BEGIN
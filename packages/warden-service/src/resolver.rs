use uuid::Uuid;

use warden_domain::{Endpoint, Role, Scope};
use warden_storage::{EndpointMatch, RecordPredicate};

use crate::{Error, Result};

/// Parses a comma-separated UID list.
///
/// `None`, a blank string, and nil UIDs all mean "unspecified": every
/// endpoint of the role. A malformed entry is an error, never a silent
/// non-match.
pub fn parse_uid_list(raw: Option<&str>) -> Result<Option<Vec<Uuid>>> {
	let Some(raw) = raw else {
		return Ok(None);
	};
	let mut uids = Vec::new();

	for entry in raw.split(',') {
		let entry = entry.trim();

		if entry.is_empty() {
			continue;
		}

		let uid = Uuid::parse_str(entry)
			.map_err(|_| Error::InvalidRequest { message: format!("Malformed UID {entry:?}.") })?;

		if uid.is_nil() {
			continue;
		}

		uids.push(uid);
	}

	if uids.is_empty() { Ok(None) } else { Ok(Some(uids)) }
}

/// Parses a comma-separated module list. `None`, a blank string, and a `*`
/// entry all mean "every module".
pub fn parse_module_list(raw: Option<&str>) -> Option<Vec<String>> {
	let raw = raw?;
	let mut modules = Vec::new();

	for entry in raw.split(',') {
		let entry = entry.trim();

		if entry == "*" {
			return None;
		}
		if entry.is_empty() {
			continue;
		}

		modules.push(entry.to_string());
	}

	if modules.is_empty() { None } else { Some(modules) }
}

/// Telemetry is keyed by who wrote it.
pub fn telemetry_predicate(uids: Option<&[Uuid]>) -> RecordPredicate {
	RecordPredicate {
		scope: Some(Scope::AgentData),
		origin: Some(agent_match(uids)),
		require_payload: true,
		..Default::default()
	}
}

/// Agent configuration is keyed by who it is addressed to.
pub fn agent_config_predicate(uids: Option<&[Uuid]>) -> RecordPredicate {
	RecordPredicate {
		scope: Some(Scope::AgentConfigs),
		destiny: Some(agent_match(uids)),
		require_payload: true,
		..Default::default()
	}
}

/// Any record an agent originated counts towards its presence.
pub fn presence_predicate() -> RecordPredicate {
	RecordPredicate {
		origin: Some(EndpointMatch::AnyWithRole(Role::Agent)),
		require_payload: true,
		..Default::default()
	}
}

pub fn server_config_predicate(server: Uuid) -> RecordPredicate {
	RecordPredicate {
		scope: Some(Scope::ServerConfigs),
		destiny: Some(EndpointMatch::Exactly(Endpoint::server(server))),
		require_payload: true,
		..Default::default()
	}
}

fn agent_match(uids: Option<&[Uuid]>) -> EndpointMatch {
	match uids {
		None => EndpointMatch::AnyWithRole(Role::Agent),
		Some(uids) =>
			EndpointMatch::AnyOf(uids.iter().map(|uid| Endpoint::agent(*uid)).collect()),
	}
}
END
**Required action**
Print every record exactly as it was given.

**Solution for this problem**
filename packages/warden-service/src/resolver.rs
use uuid::Uuid;

use warden_domain::{Endpoint, Role, Scope};
use warden_storage::{EndpointMatch, RecordPredicate};

use crate::{Error, Result};

/// Parses a comma-separated UID list.
///
/// `None`, a blank string, and nil UIDs all mean "unspecified": every
/// endpoint of the role. A malformed entry is an error, never a silent
/// non-match.
pub fn parse_uid_list(raw: Option<&str>) -> Result<Option<Vec<Uuid>>> {
	let Some(raw) = raw else {
		return Ok(None);
	};
	let mut uids = Vec::new();

	for entry in raw.split(',') {
		let entry = entry.trim();

		if entry.is_empty() {
			continue;
		}

		let uid = Uuid::parse_str(entry)
			.map_err(|_| Error::InvalidRequest { message: format!("Malformed UID {entry:?}.") })?;

		if uid.is_nil() {
			continue;
		}

		uids.push(uid);
	}

	if uids.is_empty() { Ok(None) } else { Ok(Some(uids)) }
}

/// Parses a comma-separated module list. `None`, a blank string, and a `*`
/// entry all mean "every module".
pub fn parse_module_list(raw: Option<&str>) -> Option<Vec<String>> {
	let raw = raw?;
	let mut modules = Vec::new();

	for entry in raw.split(',') {
		let entry = entry.trim();

		if entry == "*" {
			return None;
		}
		if entry.is_empty() {
			continue;
		}

		modules.push(entry.to_string());
	}

	if modules.is_empty() { None } else { Some(modules) }
}

/// Telemetry is keyed by who wrote it.
pub fn telemetry_predicate(uids: Option<&[Uuid]>) -> RecordPredicate {
	RecordPredicate {
		scope: Some(Scope::AgentData),
		origin: Some(agent_match(uids)),
		require_payload: true,
		..Default::default()
	}
}

/// Agent configuration is keyed by who it is addressed to.
pub fn agent_config_predicate(uids: Option<&[Uuid]>) -> RecordPredicate {
	RecordPredicate {
		scope: Some(Scope::AgentConfigs),
		destiny: Some(agent_match(uids)),
		require_payload: true,
		..Default::default()
	}
}

/// Any record an agent originated counts towards its presence.
pub fn presence_predicate() -> RecordPredicate {
	RecordPredicate {
		origin: Some(EndpointMatch::AnyWithRole(Role::Agent)),
		require_payload: true,
		..Default::default()
	}
}

pub fn server_config_predicate(server: Uuid) -> RecordPredicate {
	RecordPredicate {
		scope: Some(Scope::ServerConfigs),
		destiny: Some(EndpointMatch::Exactly(Endpoint::server(server))),
		require_payload: true,
		..Default::default()
	}
}

fn agent_match(uids: Option<&[Uuid]>) -> EndpointMatch {
	match uids {
		None => EndpointMatch::AnyWithRole(Role::Agent),
		Some(uids) =>
			EndpointMatch::AnyOf(uids.iter().map(|uid| Endpoint::agent(*uid)).collect()),
	}
}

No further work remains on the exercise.